The lemma states that $\det'(I) = \textrm{tr}$, where $I$ is the identity matrix and $\det'$ is the differential of $\det$. This is where I'm confused. What is the differential of $\det$? I figured it meant the derivative of the determinant of a matrix with respect to the matrix's indices, but then how does it make sense to apply it to the specific matrix $I$?
Best Answer
The differential of a function $\mathrm{d}f$ is its best linear approximation at some point $x_0$. In this case $\det$ is a function $\det:M_{n\times n} \rightarrow\mathbb{R}$ where $M_{n\times n}$ is the space of $n\times n$ square matrices. Therefore, a matrix is the equivalent of a point for real functions. The best linear approximation to $\det$ near the identity is given by:
$$ \det(\mathbf{I}+\mathbf{M})=\det(\mathbf{I})+\mathrm{d}(\det(\mathbf{I}))\mathbf{M}+R(\mathbf{I},\mathbf{M}),\qquad \lim_{\|\mathbf{M}\|\rightarrow 0} \frac{R(\mathbf{I},\mathbf{M})}{\|\mathbf{M}\|}= 0 \tag{1}\label{eq1}.$$
The analogous expression for $f: \mathbb{R} \rightarrow\mathbb{R}$ is
$$ f(x_0+\epsilon)=f(x_0)+\mathrm{d}(f(x_0))\epsilon+R(x_0,\epsilon),\qquad \lim_{|\epsilon|\rightarrow 0} \frac{R(x_0,\epsilon)}{|\epsilon|}= 0 \tag{2}\label{eq2}.$$
Regarding the original question, $\det'(\mathrm{I})=\mathrm{tr}$ is equivalent to the following:
$$ \frac{\mathrm{d}}{\mathrm{d}t} \left. \left [ \det(\mathbf{I}+t\mathbf{B})\right] \right|_{t=0} = \mathrm{tr}(\mathbf{B}) \tag{3} \label{eq3}$$
You can use induction to prove $\eqref{eq3}$. The first step is to prove it for $n=2$: $$\frac{\mathrm{d}}{\mathrm{d}t} \left . \begin{bmatrix} 1+tB_{11} & tB_{12} \\ tB_{21} & 1+tB_{22} \end{bmatrix} \right|_{t=0} = \frac{\mathrm{d}}{\mathrm{d}t} \left. \left[ (1+tB_{11})(1+tB_{22}) - t^2B_{12}B_{21} \right] \right|_{t=0}=B_{11}+B_{22}. \tag{4} \label{eq4}$$ Assuming that $\eqref{eq3}$ is valid for $n=k-1$, we will prove it for $n=k$.

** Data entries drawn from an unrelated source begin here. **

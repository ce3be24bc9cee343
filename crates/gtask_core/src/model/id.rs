//! Stable handles for tree entries.
//!
//! # Responsibility
//! - Give nodes and tasks distinct, copyable identifiers.
//! - Provide the `node:<n>` / `task:<n>` text form used by hosts.
//!
//! # Invariants
//! - Identifiers are arena indices minted by `TaskTree` and never reused
//!   within one tree.
//! - `NodeId::ROOT` always addresses the tree root.

use std::error::Error;
use std::fmt::{Display, Formatter};
use std::str::FromStr;

const NODE_PREFIX: &str = "node";
const TASK_PREFIX: &str = "task";

/// Identifier of one node inside a `TaskTree`.
#[derive(Debug, Clone, Copy, PartialEq, Eq, Hash, PartialOrd, Ord)]
pub struct NodeId(pub(crate) usize);

impl NodeId {
    /// The root node of every tree.
    pub const ROOT: NodeId = NodeId(0);

    /// Returns the raw arena index.
    pub fn index(self) -> usize {
        self.0
    }

    /// Returns whether this id addresses the tree root.
    pub fn is_root(self) -> bool {
        self == Self::ROOT
    }
}

/// Identifier of one task inside a `TaskTree`.
#[derive(Debug, Clone, Copy, PartialEq, Eq, Hash, PartialOrd, Ord)]
pub struct TaskId(pub(crate) usize);

impl TaskId {
    /// Returns the raw arena index.
    pub fn index(self) -> usize {
        self.0
    }
}

/// Handle to either kind of tree entry.
///
/// Hosts use this for selection and deletion, where the caller does not know
/// (or care) which collection the target lives in.
#[derive(Debug, Clone, Copy, PartialEq, Eq, Hash)]
pub enum ElementId {
    Node(NodeId),
    Task(TaskId),
}

impl ElementId {
    /// Returns the node id when this handle addresses a node.
    pub fn as_node(self) -> Option<NodeId> {
        match self {
            Self::Node(id) => Some(id),
            Self::Task(_) => None,
        }
    }
}

impl From<NodeId> for ElementId {
    fn from(value: NodeId) -> Self {
        Self::Node(value)
    }
}

impl From<TaskId> for ElementId {
    fn from(value: TaskId) -> Self {
        Self::Task(value)
    }
}

impl Display for NodeId {
    fn fmt(&self, f: &mut Formatter<'_>) -> std::fmt::Result {
        write!(f, "{NODE_PREFIX}:{}", self.0)
    }
}

impl Display for TaskId {
    fn fmt(&self, f: &mut Formatter<'_>) -> std::fmt::Result {
        write!(f, "{TASK_PREFIX}:{}", self.0)
    }
}

impl Display for ElementId {
    fn fmt(&self, f: &mut Formatter<'_>) -> std::fmt::Result {
        match self {
            Self::Node(id) => id.fmt(f),
            Self::Task(id) => id.fmt(f),
        }
    }
}

/// Error returned when an element id string is malformed.
#[derive(Debug, Clone, PartialEq, Eq)]
pub struct ElementIdParseError(String);

impl Display for ElementIdParseError {
    fn fmt(&self, f: &mut Formatter<'_>) -> std::fmt::Result {
        write!(
            f,
            "invalid element id `{}`; expected `node:<n>` or `task:<n>`",
            self.0
        )
    }
}

impl Error for ElementIdParseError {}

impl FromStr for ElementId {
    type Err = ElementIdParseError;

    fn from_str(value: &str) -> Result<Self, Self::Err> {
        let trimmed = value.trim();
        let invalid = || ElementIdParseError(trimmed.to_string());
        let (prefix, index) = trimmed.split_once(':').ok_or_else(invalid)?;
        let index = index.parse::<usize>().map_err(|_| invalid())?;
        match prefix {
            NODE_PREFIX => Ok(Self::Node(NodeId(index))),
            TASK_PREFIX => Ok(Self::Task(TaskId(index))),
            _ => Err(invalid()),
        }
    }
}

impl FromStr for NodeId {
    type Err = ElementIdParseError;

    fn from_str(value: &str) -> Result<Self, Self::Err> {
        value
            .parse::<ElementId>()?
            .as_node()
            .ok_or_else(|| ElementIdParseError(value.trim().to_string()))
    }
}

#[cfg(test)]
mod tests {
    use super::{ElementId, NodeId, TaskId};

    #[test]
    fn display_and_parse_agree() {
        let node = ElementId::Node(NodeId(3));
        let task = ElementId::Task(TaskId(12));
        assert_eq!(node.to_string(), "node:3");
        assert_eq!(task.to_string(), "task:12");
        assert_eq!("node:3".parse::<ElementId>().unwrap(), node);
        assert_eq!(" task:12 ".parse::<ElementId>().unwrap(), task);
    }

    #[test]
    fn parse_rejects_unknown_prefix_and_garbage() {
        assert!("folder:1".parse::<ElementId>().is_err());
        assert!("node:".parse::<ElementId>().is_err());
        assert!("node:-1".parse::<ElementId>().is_err());
        assert!("node".parse::<ElementId>().is_err());
    }

    #[test]
    fn node_id_parse_rejects_task_handles() {
        assert_eq!("node:0".parse::<NodeId>().unwrap(), NodeId::ROOT);
        let err = "task:0".parse::<NodeId>().unwrap_err();
        assert!(err.to_string().contains("task:0"));
    }
}
//! Task tree domain model.
//!
//! # Responsibility
//! - Define the node/task hierarchy shared by codec, store and hosts.
//! - Keep identity (arena ids) separate from values (`Node`, `Task`).
//!
//! # Invariants
//! - Every entry is addressed by an id minted by its owning `TaskTree`.
//! - A tree is strictly hierarchical: one parent per entry, no cycles.

pub mod id;
pub mod tree;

$$ \frac{\mathrm{d}}{\mathrm{d}t} \left. \left [ \det(\mathbf{I}+t\mathbf{B})\right] \right|_{t=0} = \frac{\mathrm{d}}{\mathrm{d}t} \left. \left [ \sum_{i=1}^k (\delta_{i,k}+tB_{i,k})M_{i,k}(t) \right] \right|_{t=0} \tag{5} \label{eq5}$$
here $M_{i,k}(t)$ represent the $(i,k)$ minor of $\mathbf{I}+t\mathbf{B}$.
$$ \frac{\mathrm{d}}{\mathrm{d}t} \left. \left [ \sum_{i=1}^k (\delta_{i,k}+tB_{i,k})M_{i,k}(t) \right] \right|_{t=0}=\sum_{i=1}^k\left. \left [ B_{i,k}M_{i,k}(t)+(\delta_{i,k}+tB_{i,k})\frac{\mathrm{d}}{\mathrm{d}t} M_{i,k}(t) \right] \right|_{t=0} \tag{6} \label{eq6}$$
evaluating the first term in the RHS of $\eqref{eq6}$ at $t=0$ gives zero except when $i=k$ since each minor has lower order proportional to $t$. On the other hand, $M_{k,k}(0)=\det(\mathbf{I})=1$. Therefore,
$$ \sum_{i=1}^k\left. \left [ B_{i,k}M_{i,k}(t)+(\delta_{i,k}+tB_{i,k})\frac{\mathrm{d}}{\mathrm{d}t} M_{i,k}(t) \right] \right|_{t=0}=B_{k,k}+\frac{\mathrm{d}}{\mathrm{d}t} M_{k,k}(0)= \sum_{j=1}^k B_{j,j}\tag{7} \label{eq7}$$ In the last step we use the hypothesis $n=k-1$ since $M_{k,k}$ is $\det(\mathbf{I^{(k-1)\times(k-1)}}+t\mathbf{B^{(k-1)\times(k-1)}})$.